> **What is needed**: Select, from the data, each line where "index" occurs.

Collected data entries
=== Begin Enclosure ===
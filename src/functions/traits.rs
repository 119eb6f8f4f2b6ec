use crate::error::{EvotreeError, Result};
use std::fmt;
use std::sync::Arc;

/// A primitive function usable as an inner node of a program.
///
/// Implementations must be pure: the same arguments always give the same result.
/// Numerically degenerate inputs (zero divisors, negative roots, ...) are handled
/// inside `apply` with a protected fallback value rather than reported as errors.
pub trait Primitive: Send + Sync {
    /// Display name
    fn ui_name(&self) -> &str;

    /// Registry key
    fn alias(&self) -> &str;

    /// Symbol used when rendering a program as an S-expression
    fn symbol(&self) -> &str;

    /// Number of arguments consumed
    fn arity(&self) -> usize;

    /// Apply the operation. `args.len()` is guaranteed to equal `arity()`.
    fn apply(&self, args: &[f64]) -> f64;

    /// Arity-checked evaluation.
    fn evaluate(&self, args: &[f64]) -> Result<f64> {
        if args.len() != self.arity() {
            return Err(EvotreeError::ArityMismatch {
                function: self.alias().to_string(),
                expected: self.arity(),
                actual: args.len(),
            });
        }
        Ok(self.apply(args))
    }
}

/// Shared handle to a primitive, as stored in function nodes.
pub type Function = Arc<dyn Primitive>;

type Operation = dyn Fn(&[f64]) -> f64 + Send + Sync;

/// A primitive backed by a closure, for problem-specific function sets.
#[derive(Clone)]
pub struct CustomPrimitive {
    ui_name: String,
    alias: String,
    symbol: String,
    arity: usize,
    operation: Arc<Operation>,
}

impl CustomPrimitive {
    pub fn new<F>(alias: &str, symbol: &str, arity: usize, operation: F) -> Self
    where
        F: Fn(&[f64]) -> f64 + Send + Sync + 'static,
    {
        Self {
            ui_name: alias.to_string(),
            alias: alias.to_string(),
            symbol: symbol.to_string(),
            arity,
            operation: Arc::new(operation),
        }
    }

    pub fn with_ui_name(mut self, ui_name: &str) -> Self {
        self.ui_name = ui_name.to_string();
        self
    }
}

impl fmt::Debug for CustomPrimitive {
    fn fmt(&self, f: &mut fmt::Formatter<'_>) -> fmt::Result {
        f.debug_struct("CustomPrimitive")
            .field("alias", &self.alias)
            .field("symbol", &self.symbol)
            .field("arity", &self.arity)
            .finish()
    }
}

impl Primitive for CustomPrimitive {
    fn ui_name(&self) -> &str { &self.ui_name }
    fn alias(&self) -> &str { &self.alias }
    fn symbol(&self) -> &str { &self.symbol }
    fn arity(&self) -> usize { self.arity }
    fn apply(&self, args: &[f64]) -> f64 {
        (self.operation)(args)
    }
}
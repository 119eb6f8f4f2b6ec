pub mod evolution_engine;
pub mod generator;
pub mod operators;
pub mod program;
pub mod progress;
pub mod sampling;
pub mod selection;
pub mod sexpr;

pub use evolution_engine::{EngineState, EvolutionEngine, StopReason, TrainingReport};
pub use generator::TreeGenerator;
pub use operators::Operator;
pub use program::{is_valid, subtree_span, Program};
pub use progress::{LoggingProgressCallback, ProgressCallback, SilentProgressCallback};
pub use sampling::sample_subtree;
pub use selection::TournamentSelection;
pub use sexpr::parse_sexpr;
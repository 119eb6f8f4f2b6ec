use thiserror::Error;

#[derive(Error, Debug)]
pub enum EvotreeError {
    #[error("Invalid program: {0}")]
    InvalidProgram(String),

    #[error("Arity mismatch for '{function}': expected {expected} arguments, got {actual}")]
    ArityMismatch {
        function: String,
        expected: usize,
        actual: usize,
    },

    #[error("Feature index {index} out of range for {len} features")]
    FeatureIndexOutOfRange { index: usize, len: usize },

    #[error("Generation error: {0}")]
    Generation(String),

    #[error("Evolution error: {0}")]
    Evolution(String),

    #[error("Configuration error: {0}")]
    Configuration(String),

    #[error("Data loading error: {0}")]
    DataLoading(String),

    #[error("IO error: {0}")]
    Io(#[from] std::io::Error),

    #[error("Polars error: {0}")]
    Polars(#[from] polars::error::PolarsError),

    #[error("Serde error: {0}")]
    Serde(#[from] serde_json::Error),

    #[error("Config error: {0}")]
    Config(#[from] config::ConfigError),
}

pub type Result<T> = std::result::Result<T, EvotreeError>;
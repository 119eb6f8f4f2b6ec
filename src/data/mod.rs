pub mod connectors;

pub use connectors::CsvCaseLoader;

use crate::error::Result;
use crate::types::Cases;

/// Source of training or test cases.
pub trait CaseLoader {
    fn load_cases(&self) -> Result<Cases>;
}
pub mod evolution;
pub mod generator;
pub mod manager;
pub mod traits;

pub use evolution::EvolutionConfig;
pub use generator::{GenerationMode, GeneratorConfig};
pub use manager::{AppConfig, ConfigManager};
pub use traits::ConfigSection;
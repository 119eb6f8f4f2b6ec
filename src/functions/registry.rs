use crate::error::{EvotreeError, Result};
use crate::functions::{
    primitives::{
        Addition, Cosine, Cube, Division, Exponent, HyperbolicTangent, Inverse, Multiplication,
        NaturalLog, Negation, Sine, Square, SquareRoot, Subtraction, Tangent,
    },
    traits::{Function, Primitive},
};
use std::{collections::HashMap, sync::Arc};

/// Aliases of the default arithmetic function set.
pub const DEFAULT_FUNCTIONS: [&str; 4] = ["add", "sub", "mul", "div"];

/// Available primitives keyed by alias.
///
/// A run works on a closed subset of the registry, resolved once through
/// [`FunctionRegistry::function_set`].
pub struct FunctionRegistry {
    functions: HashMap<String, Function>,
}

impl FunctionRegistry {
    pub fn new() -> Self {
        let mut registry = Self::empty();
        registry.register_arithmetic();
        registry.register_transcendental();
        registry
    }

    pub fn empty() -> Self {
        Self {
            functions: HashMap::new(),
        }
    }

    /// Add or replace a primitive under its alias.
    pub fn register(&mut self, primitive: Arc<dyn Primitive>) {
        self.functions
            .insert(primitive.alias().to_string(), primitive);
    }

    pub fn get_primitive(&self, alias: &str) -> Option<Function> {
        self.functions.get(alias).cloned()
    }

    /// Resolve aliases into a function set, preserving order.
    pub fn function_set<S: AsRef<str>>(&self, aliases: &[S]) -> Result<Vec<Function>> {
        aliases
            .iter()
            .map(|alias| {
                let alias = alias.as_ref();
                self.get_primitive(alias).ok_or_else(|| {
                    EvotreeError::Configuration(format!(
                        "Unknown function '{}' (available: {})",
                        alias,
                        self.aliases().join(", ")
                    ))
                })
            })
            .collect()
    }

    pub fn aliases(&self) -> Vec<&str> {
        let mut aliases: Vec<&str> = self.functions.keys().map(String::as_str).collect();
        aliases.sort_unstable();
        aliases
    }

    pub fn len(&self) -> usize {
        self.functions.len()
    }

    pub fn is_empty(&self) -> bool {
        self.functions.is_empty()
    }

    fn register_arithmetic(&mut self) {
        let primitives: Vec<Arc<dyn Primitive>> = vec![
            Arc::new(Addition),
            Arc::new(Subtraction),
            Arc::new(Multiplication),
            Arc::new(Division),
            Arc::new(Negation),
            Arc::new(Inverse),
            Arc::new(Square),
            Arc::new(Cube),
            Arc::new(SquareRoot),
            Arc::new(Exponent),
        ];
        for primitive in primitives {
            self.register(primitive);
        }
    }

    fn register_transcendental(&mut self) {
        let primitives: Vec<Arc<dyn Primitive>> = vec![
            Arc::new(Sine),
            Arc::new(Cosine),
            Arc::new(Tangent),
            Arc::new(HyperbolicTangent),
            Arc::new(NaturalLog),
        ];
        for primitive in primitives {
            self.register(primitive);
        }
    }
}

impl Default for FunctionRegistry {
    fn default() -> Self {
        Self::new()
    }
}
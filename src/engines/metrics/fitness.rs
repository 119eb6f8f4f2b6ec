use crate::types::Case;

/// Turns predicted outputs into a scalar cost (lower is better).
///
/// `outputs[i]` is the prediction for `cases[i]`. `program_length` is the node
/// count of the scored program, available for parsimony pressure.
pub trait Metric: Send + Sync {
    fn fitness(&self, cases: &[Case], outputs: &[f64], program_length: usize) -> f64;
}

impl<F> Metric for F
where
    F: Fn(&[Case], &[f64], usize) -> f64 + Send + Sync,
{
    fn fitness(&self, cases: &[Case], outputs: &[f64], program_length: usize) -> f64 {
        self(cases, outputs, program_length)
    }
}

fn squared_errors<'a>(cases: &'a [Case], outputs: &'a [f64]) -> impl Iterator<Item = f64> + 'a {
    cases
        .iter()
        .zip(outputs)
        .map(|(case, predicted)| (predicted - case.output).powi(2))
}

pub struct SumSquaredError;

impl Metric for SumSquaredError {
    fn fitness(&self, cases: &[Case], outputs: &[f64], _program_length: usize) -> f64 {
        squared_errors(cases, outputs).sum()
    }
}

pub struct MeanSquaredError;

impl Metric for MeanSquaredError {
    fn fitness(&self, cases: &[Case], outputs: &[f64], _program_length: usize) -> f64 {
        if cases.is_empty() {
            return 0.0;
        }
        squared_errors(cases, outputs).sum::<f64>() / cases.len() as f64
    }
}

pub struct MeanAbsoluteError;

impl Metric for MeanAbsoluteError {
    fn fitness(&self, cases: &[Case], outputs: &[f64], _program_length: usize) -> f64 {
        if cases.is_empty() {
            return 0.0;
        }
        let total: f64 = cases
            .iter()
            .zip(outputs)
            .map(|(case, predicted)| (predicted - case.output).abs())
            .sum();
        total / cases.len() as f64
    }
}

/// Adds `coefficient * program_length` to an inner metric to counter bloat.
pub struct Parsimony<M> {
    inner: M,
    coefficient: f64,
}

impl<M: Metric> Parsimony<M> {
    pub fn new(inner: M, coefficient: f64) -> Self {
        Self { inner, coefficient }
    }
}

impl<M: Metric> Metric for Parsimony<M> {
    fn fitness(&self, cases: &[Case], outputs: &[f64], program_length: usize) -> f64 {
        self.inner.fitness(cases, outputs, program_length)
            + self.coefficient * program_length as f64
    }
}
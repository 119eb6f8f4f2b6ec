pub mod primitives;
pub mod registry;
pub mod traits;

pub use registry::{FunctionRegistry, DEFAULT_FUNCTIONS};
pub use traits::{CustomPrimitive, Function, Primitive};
=== End Enclosure ===
> **Written answer**:
    #[error("Feature index {index} out of range for {len} features")]
    FeatureIndexOutOfRange { index: usize, len: usize },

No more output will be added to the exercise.